Eye Injury and Surgery
Blunt trauma to the eye can directly damage the iris muscles that control pupil size. When the muscle responsible for constriction is torn, the pupil may stay dilated and sometimes becomes irregularly shaped rather than perfectly round. This type of anisocoria can be permanent. Eye surgeries, particularly cataract surgery, can also leave one pupil slightly different from the other if the iris is affected during the procedure.
How Doctors Figure Out the Cause
The first step is determining which pupil is the abnormal one. Doctors do this by examining your pupils in both bright and dim lighting. If the size difference gets bigger in bright light, the larger pupil is the problem because it’s failing to constrict. If the difference gets bigger in dim light, the smaller pupil is the problem because it’s failing to dilate.

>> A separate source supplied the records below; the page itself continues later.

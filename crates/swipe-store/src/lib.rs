//! SQLite persistence for swipe preferences, plus catalog snapshot sources.

pub mod catalog;
pub mod error;
pub mod schema;
pub mod store;

pub use catalog::{CatalogFile, CatalogSource, StaticCatalog};
pub use error::{Result, StoreError};
pub use store::PreferenceStore;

Specialized eye drops can help narrow down the diagnosis further. Different concentrations of drops like pilocarpine and cocaine are used to test how each pupil responds. For example, a very dilute concentration of pilocarpine will constrict an Adie’s pupil but won’t affect a normal one. Cocaine drops help confirm Horner syndrome by revealing which pupil can’t dilate properly. These pharmacological tests, combined with a neurological exam, help point to the specific nerve pathway involved.
If a third nerve palsy or Horner syndrome is suspected, brain or neck imaging is usually the next step to look for structural causes like aneurysms, tumors, or artery tears.
Symptoms That Need Emergency Care
Anisocoria by itself, especially when it’s been present for a long time, is often harmless. But certain combinations of symptoms signal a potential emergency. Go to the emergency room if unequal pupils appear suddenly alongside any of these:
- Eye pain or sudden headache
- Blurry or double vision
- Sudden vision loss
- Light sensitivity
- Nausea or vomiting
- Neck pain or stiffness
- Fever
The combination of a newly dilated pupil with a drooping eyelid and headache is particularly concerning, as it can indicate a brain aneurysm compressing the third cranial nerve. This requires immediate imaging. A new small pupil with eyelid droop and neck pain could point to a carotid artery dissection, which also needs urgent evaluation.